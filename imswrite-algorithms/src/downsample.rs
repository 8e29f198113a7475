//! Box-filter downsampling of slice batches into every resolution level.

use crate::histogram::HistogramAccumulator;
use imswrite_core::batch::{PixelBatch, SourceSlice};
use imswrite_core::error::{Error, Result};
use imswrite_core::geometry::{Extents, ResolutionLevel};
use imswrite_core::pixel::{histogram_bin, Histogram, PixelBuffer, HISTOGRAM_BINS};
use rayon::prelude::*;
use std::sync::Arc;

/// Turns batches of full-resolution slices into pyramid batches.
///
/// A batch is the smallest run of consecutive slices of one channel that
/// yields one slice of the coarsest level, so its length equals that level's
/// Z reduction factor.
#[derive(Debug, Clone)]
pub struct SliceDownsampler {
    levels: Arc<[ResolutionLevel]>,
    bit_depth: u8,
}

impl SliceDownsampler {
    /// Creates a downsampler for a planned pyramid.
    ///
    /// # Errors
    /// Returns an error if `levels` is empty or `bit_depth` does not match
    /// the levels' sample width.
    pub fn new(levels: Arc<[ResolutionLevel]>, bit_depth: u8) -> Result<Self> {
        let Some(base) = levels.first() else {
            return Err(Error::InvalidDimensions(
                "pyramid has no resolution levels".to_string(),
            ));
        };
        let depth = imswrite_core::pixel::ByteDepth::from_bit_depth(bit_depth)?;
        if depth != base.byte_depth {
            return Err(Error::PixelTypeMismatch {
                expected: base.byte_depth,
                actual: depth,
            });
        }
        Ok(Self { levels, bit_depth })
    }

    /// Number of slices per batch (the coarsest level's Z reduction factor).
    #[must_use]
    pub fn batch_size(&self) -> usize {
        self.levels.last().map_or(1, |level| level.reduction.z)
    }

    /// The resolution levels this downsampler produces.
    #[must_use]
    pub fn levels(&self) -> &[ResolutionLevel] {
        &self.levels
    }

    /// Downsamples one batch and updates the channel's histograms.
    ///
    /// Histograms for the channel are started when the batch holds slice 0
    /// and are attached to the returned batch, and removed from
    /// `histograms`, once the batch reaches the last slice of the stack.
    ///
    /// # Errors
    /// Returns an error if the batch has the wrong length, starts with or
    /// interleaves padding, holds planes of the wrong size or type, or
    /// continues a channel whose histograms were never started.
    pub fn process(
        &self,
        histograms: &mut HistogramAccumulator,
        slices: Vec<SourceSlice>,
    ) -> Result<PixelBatch> {
        self.validate(&slices)?;
        let base = self.levels[0].image;
        let first = &slices[0];
        let (channel, start_slice, frame) = (first.channel, first.slice, first.frame);

        if start_slice == 0 {
            histograms.begin(channel, self.levels.len());
        }
        let running = histograms
            .get_mut(channel)
            .ok_or(Error::MissingHistogram { channel, frame })?;

        let coarse: Vec<(Vec<Option<PixelBuffer>>, Histogram)> = self.levels[1..]
            .par_iter()
            .map(|level| downsample_level(level, base, &slices, self.bit_depth))
            .collect();

        let mut base_histogram = [0u64; HISTOGRAM_BINS];
        for pixels in slices.iter().filter_map(|slice| slice.pixels.as_ref()) {
            match pixels {
                PixelBuffer::U8(values) => {
                    for &value in values {
                        base_histogram[histogram_bin(u32::from(value), self.bit_depth)] += 1;
                    }
                }
                PixelBuffer::U16(values) => {
                    for &value in values {
                        base_histogram[histogram_bin(u32::from(value), self.bit_depth)] += 1;
                    }
                }
            }
        }

        add_histogram(&mut running[0], &base_histogram);
        for (level, (_, histogram)) in coarse.iter().enumerate() {
            add_histogram(&mut running[level + 1], histogram);
        }

        let timestamp = first.timestamp.clone();
        let real_slices = slices.iter().filter(|slice| !slice.is_padding()).count();
        let batch_len = slices.len();

        let mut levels = Vec::with_capacity(self.levels.len());
        levels.push(slices.into_iter().map(|slice| slice.pixels).collect());
        levels.extend(coarse.into_iter().map(|(pixels, _)| pixels));

        let finished = start_slice + batch_len >= base.z;
        let histograms = if finished {
            log::debug!("channel {channel} frame {frame}: histograms complete");
            histograms.take(channel)
        } else {
            None
        };

        Ok(PixelBatch {
            channel,
            start_slice,
            frame,
            timestamp,
            real_slices,
            levels,
            histograms,
        })
    }

    fn validate(&self, slices: &[SourceSlice]) -> Result<()> {
        let expected = self.batch_size();
        if slices.len() != expected {
            return Err(Error::BatchLength {
                expected,
                actual: slices.len(),
            });
        }
        let first = &slices[0];
        if first.is_padding() {
            return Err(Error::PaddingFirstSlice {
                channel: first.channel,
                slice: first.slice,
            });
        }

        let base = &self.levels[0];
        let mut seen_padding = false;
        for slice in slices {
            debug_assert_eq!(slice.channel, first.channel);
            debug_assert_eq!(slice.frame, first.frame);
            match &slice.pixels {
                Some(pixels) => {
                    if seen_padding {
                        return Err(Error::InterleavedPadding {
                            channel: slice.channel,
                            slice: slice.slice,
                        });
                    }
                    pixels.validate_plane(base.byte_depth, base.image.plane_len())?;
                }
                None => seen_padding = true,
            }
        }
        Ok(())
    }
}

fn add_histogram(total: &mut Histogram, part: &Histogram) {
    for (bin, count) in total.iter_mut().zip(part) {
        *bin += count;
    }
}

/// Averages a batch into one coarser level.
///
/// Each output cell sums the base pixels that map onto it and is finalized
/// when its last contributing sample has been added. Cells on the image
/// border or at the end of the batch average over the samples that exist.
/// Padding slices reuse the first slice's pixels so the last coarse slice of
/// a stack is not darkened.
fn downsample_level(
    level: &ResolutionLevel,
    base: Extents,
    slices: &[SourceSlice],
    bit_depth: u8,
) -> (Vec<Option<PixelBuffer>>, Histogram) {
    let red = level.reduction;
    let (out_w, out_h) = (level.image.x, level.image.y);
    let plane_len = out_w * out_h;
    let n = slices.len();

    let mut sums: Vec<Option<Vec<u64>>> = (0..n)
        .map(|i| (i % red.z == 0).then(|| vec![0u64; plane_len]))
        .collect();
    let mut outputs: Vec<Option<PixelBuffer>> = (0..n)
        .map(|i| (i % red.z == 0).then(|| PixelBuffer::zeros(level.byte_depth, plane_len)))
        .collect();
    let mut histogram = [0u64; HISTOGRAM_BINS];

    let Some(first) = slices.first().and_then(|slice| slice.pixels.as_ref()) else {
        return (outputs, histogram);
    };

    for (i, slice) in slices.iter().enumerate() {
        let dst = i - i % red.z;
        let z_last = i % red.z == red.z - 1 || i == n - 1;
        let z_count = (n - dst).min(red.z) as u64;
        let (pixels, real) = match &slice.pixels {
            Some(pixels) => (pixels, true),
            None => (first, false),
        };
        let (Some(sum), Some(out)) = (sums[dst].as_mut(), outputs[dst].as_mut()) else {
            continue;
        };

        for y in 0..base.y {
            let dy = y / red.y;
            if dy >= out_h {
                break;
            }
            let y_last = y % red.y == red.y - 1 || y == base.y - 1;
            let y_count = (base.y - dy * red.y).min(red.y) as u64;
            let row = y * base.x;

            for x in 0..base.x {
                let dx = x / red.x;
                if dx >= out_w {
                    break;
                }
                let value = pixels.sample(row + x);
                if real {
                    histogram[histogram_bin(value, bit_depth)] += 1;
                }
                let cell = dy * out_w + dx;
                sum[cell] += u64::from(value);

                if z_last && y_last && (x % red.x == red.x - 1 || x == base.x - 1) {
                    let x_count = (base.x - dx * red.x).min(red.x) as u64;
                    let count = x_count * y_count * z_count;
                    out.set_sample(cell, (sum[cell] + count / 2) / count);
                }
            }
        }
    }

    (outputs, histogram)
}
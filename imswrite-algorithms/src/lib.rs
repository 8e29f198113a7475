//! imswrite-algorithms: Pyramid downsampling for streamed Z stacks.
//!
//! This crate provides:
//! - **`SliceDownsampler`** - box-filters a batch of slices into every resolution level
//! - **`HistogramAccumulator`** - per-channel, per-level intensity histograms
//!
#![warn(missing_docs)]

mod downsample;
mod histogram;

pub use downsample::SliceDownsampler;
pub use histogram::HistogramAccumulator;

// Re-export core batch types
pub use imswrite_core::batch::{PixelBatch, SourceSlice};
#![cfg(feature = "hdf5")]

use hdf5::types::FixedAscii;
use hdf5::File;
use imswrite_core::PixelBuffer;
use imswrite_io::{ImsWriter, WriterConfig};
use tempfile::tempdir;

fn text_attr(location: &hdf5::Location, name: &str) -> String {
    let chars: Vec<FixedAscii<1>> = location.attr(name).unwrap().read_raw().unwrap();
    chars.iter().map(|c| c.as_str()).collect()
}

#[test]
fn test_ims_file_round_trip() {
    let dir = tempdir().unwrap();
    let path = dir.path().join("cube.ims");

    let config = WriterConfig::new(4, 4, 4).with_max_level_bytes(1);
    let mut writer = ImsWriter::create(path.clone(), config).unwrap();
    for z in 0..4 {
        writer
            .submit_plane(
                PixelBuffer::from(vec![40u8; 16]),
                z,
                0,
                0,
                Some("2024-05-06 07:08:09.010"),
            )
            .unwrap();
    }
    writer.close().unwrap();

    let file = File::open(&path).unwrap();
    assert_eq!(text_attr(&file, "ImarisVersion"), "5.5.0");
    let count: Vec<u32> = file.attr("NumberOfDataSets").unwrap().read_raw().unwrap();
    assert_eq!(count, vec![1]);

    let image = file.group("DataSetInfo/Image").unwrap();
    assert_eq!(text_attr(&image, "X"), "4");
    assert_eq!(text_attr(&image, "RecordingDate"), "2024-05-06 07:08:09.010");

    for (level, size) in [(0, 4usize), (1, 2), (2, 1)] {
        let channel = file
            .group(&format!("DataSet/ResolutionLevel {level}/TimePoint 0/Channel 0"))
            .unwrap();
        assert_eq!(text_attr(&channel, "ImageSizeX"), size.to_string());

        let data = channel.dataset("Data").unwrap();
        let shape = data.shape();
        assert!(shape[0] >= size && shape[1] >= size && shape[2] >= size);
        let values: Vec<u8> = data.read_raw().unwrap();
        for z in 0..size {
            for y in 0..size {
                for x in 0..size {
                    assert_eq!(values[(z * shape[1] + y) * shape[2] + x], 40);
                }
            }
        }

        let histogram: Vec<u64> = channel.dataset("Histogram").unwrap().read_raw().unwrap();
        assert_eq!(histogram.len(), 256);
        assert_eq!(histogram[39], 64);
    }
}
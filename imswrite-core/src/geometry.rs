//! Resolution pyramid planning and chunk layout optimisation.
//!
//! Each resolution level halves the axes that are not already small
//! relative to the other two, until a level fits in [`LEVEL_BYTE_LIMIT`].
//! Every level then gets a power-of-two chunk shape chosen by comparing the
//! cost of rendering three orthogonal slices, the block surface area and
//! the fraction of wasted (padded) storage.

use crate::pixel::ByteDepth;
use crate::{Error, Result};
use std::cmp::Ordering;

#[cfg(feature = "serde")]
use serde::{Deserialize, Serialize};

const BYTES_PER_MIB: u64 = 1024 * 1024;

/// Levels are added while the current level exceeds this many bytes.
pub const LEVEL_BYTE_LIMIT: u64 = 4 * BYTES_PER_MIB;

/// Upper bound on the byte size of one chunk.
pub const CHUNK_BYTE_BUDGET: u64 = BYTES_PER_MIB;

/// Chunk layouts wasting more than this ratio of storage are avoided.
const MAX_MEMORY_COST: f64 = 2.0;

/// Spatial extents in pixels.
#[derive(Debug, Clone, Copy, PartialEq, Eq, Hash)]
#[cfg_attr(feature = "serde", derive(Serialize, Deserialize))]
pub struct Extents {
    pub x: usize,
    pub y: usize,
    pub z: usize,
}

impl Extents {
    #[must_use]
    pub fn new(x: usize, y: usize, z: usize) -> Self {
        Self { x, y, z }
    }

    /// Number of voxels.
    #[must_use]
    pub fn volume(&self) -> u64 {
        self.x as u64 * self.y as u64 * self.z as u64
    }

    /// Number of pixels in one XY plane.
    #[must_use]
    pub fn plane_len(&self) -> usize {
        self.x * self.y
    }
}

/// Chunk (block) extents, each a power of two.
#[derive(Debug, Clone, Copy, PartialEq, Eq, Hash)]
#[cfg_attr(feature = "serde", derive(Serialize, Deserialize))]
pub struct ChunkShape {
    pub x: usize,
    pub y: usize,
    pub z: usize,
    pub t: usize,
}

impl ChunkShape {
    /// Number of voxels in one chunk across all four axes.
    #[must_use]
    pub fn len(&self) -> u64 {
        self.x as u64 * self.y as u64 * self.z as u64 * self.t as u64
    }

    #[must_use]
    pub fn is_empty(&self) -> bool {
        self.len() == 0
    }
}

/// Chosen chunk shape plus the chunk-aligned container extents.
#[derive(Debug, Clone, Copy, PartialEq, Eq)]
#[cfg_attr(feature = "serde", derive(Serialize, Deserialize))]
pub struct ChunkLayout {
    pub chunk: ChunkShape,
    pub container: Extents,
}

/// One level of the resolution pyramid.
#[derive(Debug, Clone, PartialEq, Eq)]
#[cfg_attr(feature = "serde", derive(Serialize, Deserialize))]
pub struct ResolutionLevel {
    /// Level index; 0 is full resolution.
    pub index: usize,
    /// Logical image extents at this level.
    pub image: Extents,
    /// Number of time points (never reduced).
    pub time_points: usize,
    /// Reduction factor along each axis relative to level 0.
    pub reduction: Extents,
    /// Chunk shape used for storage.
    pub chunk: ChunkShape,
    /// Allocated, chunk-aligned dataset extents.
    pub container: Extents,
    /// Sample width.
    pub byte_depth: ByteDepth,
}

impl ResolutionLevel {
    fn new(
        index: usize,
        base: Extents,
        image: Extents,
        time_points: usize,
        byte_depth: ByteDepth,
    ) -> Self {
        let layout = plan_chunk_layout(image, time_points, byte_depth);
        Self {
            index,
            image,
            time_points,
            reduction: Extents::new(
                base.x.div_ceil(image.x),
                base.y.div_ceil(image.y),
                base.z.div_ceil(image.z),
            ),
            chunk: layout.chunk,
            container: layout.container,
            byte_depth,
        }
    }

    /// Byte footprint of one time point of this level.
    #[must_use]
    pub fn num_bytes(&self) -> u64 {
        self.byte_depth.bytes() as u64 * self.image.volume()
    }
}

/// Derives the resolution pyramid for an image, stopping at [`LEVEL_BYTE_LIMIT`].
///
/// # Errors
/// Returns an error if any extent or the time point count is zero.
pub fn plan_levels(
    width: usize,
    height: usize,
    depth: usize,
    time_points: usize,
    byte_depth: ByteDepth,
) -> Result<Vec<ResolutionLevel>> {
    plan_levels_with_limit(width, height, depth, time_points, byte_depth, LEVEL_BYTE_LIMIT)
}

/// Derives the resolution pyramid with an explicit per-level byte limit.
///
/// A new, coarser level is added while the previous one is larger than
/// `max_level_bytes`.
///
/// # Errors
/// Returns an error if any extent, the time point count or the limit is zero.
pub fn plan_levels_with_limit(
    width: usize,
    height: usize,
    depth: usize,
    time_points: usize,
    byte_depth: ByteDepth,
    max_level_bytes: u64,
) -> Result<Vec<ResolutionLevel>> {
    if width == 0 || height == 0 || depth == 0 || time_points == 0 {
        return Err(Error::InvalidDimensions(format!(
            "{width}x{height}x{depth} with {time_points} time points"
        )));
    }
    if max_level_bytes == 0 {
        return Err(Error::InvalidDimensions(
            "level byte limit must be positive".to_string(),
        ));
    }

    let base = Extents::new(width, height, depth);
    let mut levels = Vec::new();
    let mut current = base;
    loop {
        let level = ResolutionLevel::new(levels.len(), base, current, time_points, byte_depth);
        let footprint = level.num_bytes();
        log::debug!(
            "resolution level {}: {}x{}x{} reduction {}x{}x{} chunk {}x{}x{}x{}",
            level.index,
            level.image.x,
            level.image.y,
            level.image.z,
            level.reduction.x,
            level.reduction.y,
            level.reduction.z,
            level.chunk.x,
            level.chunk.y,
            level.chunk.z,
            level.chunk.t
        );
        levels.push(level);
        if footprint <= max_level_bytes {
            break;
        }
        let next = reduce(current);
        if next == current {
            break;
        }
        current = next;
    }
    Ok(levels)
}

/// Halves every axis that is not already small compared to the other two.
fn reduce(image: Extents) -> Extents {
    let (x, y, z) = (image.x as u64, image.y as u64, image.z as u64);
    let reduce_z = (10 * z) * (10 * z) > x * y;
    let reduce_y = (10 * y) * (10 * y) > x * z;
    let reduce_x = (10 * x) * (10 * x) > y * z;
    Extents::new(
        if reduce_x { image.x.div_ceil(2) } else { image.x },
        if reduce_y { image.y.div_ceil(2) } else { image.y },
        if reduce_z { image.z.div_ceil(2) } else { image.z },
    )
}

#[derive(Debug, Clone, Copy)]
struct LayoutCost {
    chunk: ChunkShape,
    slice: u64,
    geometry: u64,
    memory: f64,
}

impl LayoutCost {
    #[allow(clippy::cast_precision_loss)]
    fn new(chunk: ChunkShape, image: Extents, time_points: usize) -> Self {
        let nx = image.x.div_ceil(chunk.x) as u64;
        let ny = image.y.div_ceil(chunk.y) as u64;
        let nz = image.z.div_ceil(chunk.z) as u64;
        let nt = time_points.div_ceil(chunk.t) as u64;

        // blocks touched when rendering three orthogonal full-volume slices
        let slice = 1 + nx * ny + nx * nz + ny * nz - nx - ny - nz;
        // block surface area, minimal for cubes
        let geometry = nx * ny + nx * nz + ny * nz;
        let allocated = (nx * chunk.x as u64) as f64
            * (ny * chunk.y as u64) as f64
            * (nz * chunk.z as u64) as f64
            * (nt * chunk.t as u64) as f64;
        let memory = allocated / (image.volume() as f64 * time_points as f64);

        Self {
            chunk,
            slice,
            geometry,
            memory,
        }
    }

    fn compare(&self, other: &Self) -> Ordering {
        self.slice
            .cmp(&other.slice)
            .then(self.geometry.cmp(&other.geometry))
            .then(self.memory.total_cmp(&other.memory))
    }
}

/// Largest power of two that fits in the chunk byte budget.
fn chunk_voxel_budget(byte_depth: ByteDepth) -> u64 {
    let raw = CHUNK_BYTE_BUDGET / byte_depth.bytes() as u64;
    1 << (u64::BITS - 1 - raw.leading_zeros())
}

fn accepts(chunk: ChunkShape, image: Extents) -> bool {
    if image.z > 1 {
        // volumetric access: square XY blocks at least 4 deep
        chunk.x == chunk.y && chunk.z > 2
    } else {
        chunk.z == 1 && chunk.x <= 4 * chunk.y && chunk.y <= 4 * chunk.x
    }
}

/// Chooses the chunk shape and container extents for one level.
#[must_use]
#[allow(clippy::cast_possible_truncation)]
pub fn plan_chunk_layout(image: Extents, time_points: usize, byte_depth: ByteDepth) -> ChunkLayout {
    let budget = chunk_voxel_budget(byte_depth);

    let mut costs = Vec::new();
    let mut cx = 1u64;
    while cx <= budget {
        let mut cy = 1u64;
        while cx * cy <= budget {
            let mut cz = 1u64;
            while cx * cy * cz <= budget {
                let chunk = ChunkShape {
                    x: cx as usize,
                    y: cy as usize,
                    z: cz as usize,
                    t: (budget / (cx * cy * cz)) as usize,
                };
                if accepts(chunk, image) {
                    costs.push(LayoutCost::new(chunk, image, time_points));
                }
                cz *= 2;
            }
            cy *= 2;
        }
        cx *= 2;
    }

    let chunk = if costs.is_empty() {
        fallback_chunk(budget)
    } else {
        costs.sort_by(LayoutCost::compare);
        let best = costs[0];
        if best.memory > MAX_MEMORY_COST {
            costs
                .iter()
                .find(|cost| cost.memory <= MAX_MEMORY_COST)
                .copied()
                .unwrap_or(best)
                .chunk
        } else {
            best.chunk
        }
    };

    ChunkLayout {
        chunk,
        container: Extents::new(
            image.x.next_multiple_of(chunk.x),
            image.y.next_multiple_of(chunk.y),
            image.z.next_multiple_of(chunk.z),
        ),
    }
}

/// Splits the budget exponent roughly 1 : 1.5 : 1.5 between Z, Y and X.
fn fallback_chunk(budget: u64) -> ChunkShape {
    let log2 = budget.trailing_zeros();
    let log2_z = log2 / 3;
    let log2_y = (log2 - log2_z) / 2;
    let log2_x = log2 - log2_z - log2_y;
    ChunkShape {
        x: 1 << log2_x,
        y: 1 << log2_y,
        z: 1 << log2_z,
        t: 1,
    }
}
* * * * * * *
▶ _Task details_
Report only the number of lines that hold the string "coarser" in this listing.

▶ _Task result_
2